Литературная матрица. Учебник, написанный писателями. Том 2 - Петрушевская Людмила Стефановна (бесплатные версии книг .TXT) 📗
Конец 1945 года. Предложения печататься из журнала «Ленинград», газет «Известия», «Комсомольскач правда» и др.
1946, апрель. Зощенко награжден медалью «За доблестный труд в Великой Отечественной войне 1941–1945 гг.» (до этого, в 1939 году, награжден орденом Трудового Красного Знамени).
1946, июнь. Введен в состав редколлегии журнала «Звезда».

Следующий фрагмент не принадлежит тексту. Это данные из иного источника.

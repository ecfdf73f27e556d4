use pretty_assertions::assert_eq;
use prassign_database_interface::DatabaseError;

use crate::{
    fixtures::{create_team, pull_request},
    testcase::db_test_case,
};

#[tokio::test]
async fn assign() {
    db_test_case("reviewer_assign", |db| async move {
        assert!(matches!(
            db.reviewers_assign("pr-1", "b").await,
            Err(DatabaseError::UnknownPullRequest(_))
        ));

        create_team(&*db, "backend", &[("a", true), ("b", true), ("c", true)]).await?;
        db.pull_requests_create(pull_request("pr-1", "a", &[], 0))
            .await?;

        db.reviewers_assign("pr-1", "c").await?;
        db.reviewers_assign("pr-1", "b").await?;
        db.reviewers_assign("pr-1", "c").await?;

        assert_eq!(
            db.reviewers_list("pr-1").await?,
            vec!["c".to_string(), "b".into()]
        );
        assert!(db.reviewers_is_assigned("pr-1", "b").await?);
        assert!(!db.reviewers_is_assigned("pr-1", "a").await?);

        Ok(())
    })
    .await;
}

#[tokio::test]
async fn remove() {
    db_test_case("reviewer_remove", |db| async move {
        create_team(&*db, "backend", &[("a", true), ("b", true), ("c", true)]).await?;
        db.pull_requests_create(pull_request("pr-1", "a", &["b", "c"], 0))
            .await?;

        assert!(db.reviewers_remove("pr-1", "b").await?);
        assert!(!db.reviewers_remove("pr-1", "b").await?);
        assert_eq!(db.reviewers_list("pr-1").await?, vec!["c".to_string()]);

        Ok(())
    })
    .await;
}

#[tokio::test]
async fn replace_keeps_position() {
    db_test_case("reviewer_replace", |db| async move {
        create_team(
            &*db,
            "backend",
            &[("a", true), ("b", true), ("c", true), ("d", true)],
        )
        .await?;
        db.pull_requests_create(pull_request("pr-1", "a", &["b", "c"], 0))
            .await?;

        db.reviewers_replace("pr-1", "b", "d").await?;
        assert_eq!(
            db.reviewers_list("pr-1").await?,
            vec!["d".to_string(), "c".into()]
        );

        assert!(matches!(
            db.reviewers_replace("pr-1", "b", "a").await,
            Err(DatabaseError::UnknownUser(_))
        ));
        assert!(matches!(
            db.reviewers_replace("pr-2", "b", "a").await,
            Err(DatabaseError::UnknownPullRequest(_))
        ));
        assert!(db.reviewers_replace("pr-1", "d", "c").await.is_err());
        assert_eq!(
            db.reviewers_list("pr-1").await?,
            vec!["d".to_string(), "c".into()]
        );

        Ok(())
    })
    .await;
}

1946, 14 августа. Постановление ЦК ВКП(б) о журналах «Звезда» и «Ленинград».
1946, 15 и 16 августа. Доклады Жданова на собраниях ленинградского партактива и писателей.
1946, 20 и 21 августа. Публикация постановления в газетах «Правда» и «Культура и жизнь».

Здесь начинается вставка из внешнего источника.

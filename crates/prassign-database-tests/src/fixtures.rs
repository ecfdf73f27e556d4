use prassign_database_interface::{DbService, Result};
use prassign_models::{PullRequest, Team, TeamMember};
use time::{Duration, OffsetDateTime};

pub(crate) fn member(user_id: &str, is_active: bool) -> TeamMember {
    TeamMember {
        user_id: user_id.into(),
        username: format!("user-{user_id}"),
        is_active,
    }
}

pub(crate) async fn create_team(
    db: &dyn DbService,
    team_name: &str,
    members: &[(&str, bool)],
) -> Result<Team> {
    db.teams_create(Team {
        team_name: team_name.into(),
        members: members.iter().map(|(id, a)| member(id, *a)).collect(),
    })
    .await
}

/// Creation dates are spaced by one minute per `age` step, from a fixed origin.
pub(crate) fn pull_request(id: &str, author_id: &str, reviewers: &[&str], age: i64) -> PullRequest {
    PullRequest {
        pull_request_id: id.into(),
        pull_request_name: format!("Pull request {id}"),
        author_id: author_id.into(),
        assigned_reviewers: reviewers.iter().map(|r| r.to_string()).collect(),
        created_at: Some(
            OffsetDateTime::UNIX_EPOCH + Duration::days(20_000) + Duration::minutes(age),
        ),
        ..Default::default()
    }
}
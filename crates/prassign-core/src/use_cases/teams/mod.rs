pub(crate) mod create_team;
pub(crate) mod get_team;

pub use create_team::CreateTeamInterface;
pub use get_team::GetTeamInterface;

#[cfg(any(test, feature = "testkit"))]
pub use self::{create_team::MockCreateTeamInterface, get_team::MockGetTeamInterface};
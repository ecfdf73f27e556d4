use std::collections::BTreeMap;

use serde::{Deserialize, Serialize};

#[derive(Debug, Clone, Copy, Default, Serialize, Deserialize, PartialEq, Eq)]
pub struct PullRequestCounts {
    #[serde(rename = "total_prs")]
    pub total: u64,
    #[serde(rename = "open_prs")]
    pub open: u64,
    #[serde(rename = "merged_prs")]
    pub merged: u64,
}

#[derive(Debug, Clone, Default, Serialize, Deserialize, PartialEq, Eq)]
pub struct Statistics {
    /// Assignment count per username, including users with no assignment.
    pub assignments_by_user: BTreeMap<String, u64>,
    pub pull_requests: PullRequestCounts,
}
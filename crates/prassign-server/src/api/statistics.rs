use actix_web::{web, HttpResponse};
use prassign_core::use_cases::statistics::GetStatisticsInterface;
use shaku::HasComponent;

use crate::{server::AppContext, ApiError};

#[tracing::instrument(skip_all)]
pub(crate) async fn get_statistics(ctx: web::Data<AppContext>) -> Result<HttpResponse, ApiError> {
    let get_statistics: &dyn GetStatisticsInterface = ctx.core_module.resolve_ref();
    let statistics = get_statistics.run(&ctx.as_core_context()).await?;

    Ok(HttpResponse::Ok().json(statistics))
}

1946, осень — зима. Зощенко исключен из Союза писателей. Лишен продуктовой карточки. Издательства расторгают с ним все договоры и требуют возвращения авансов.
1947, весна. Возвращение продуктовой карточки.
1947, июнь. Зощенко вызывают в Москву для заключения договора на публикацию цикла «партизанских рассказов» (личное указание Сталина).
Кнут — пряник, кнут — пряник, дали в морду — наградили медалью, пнули — разрешили публиковаться. Словом, повседневная жизнь русской литературы того периода.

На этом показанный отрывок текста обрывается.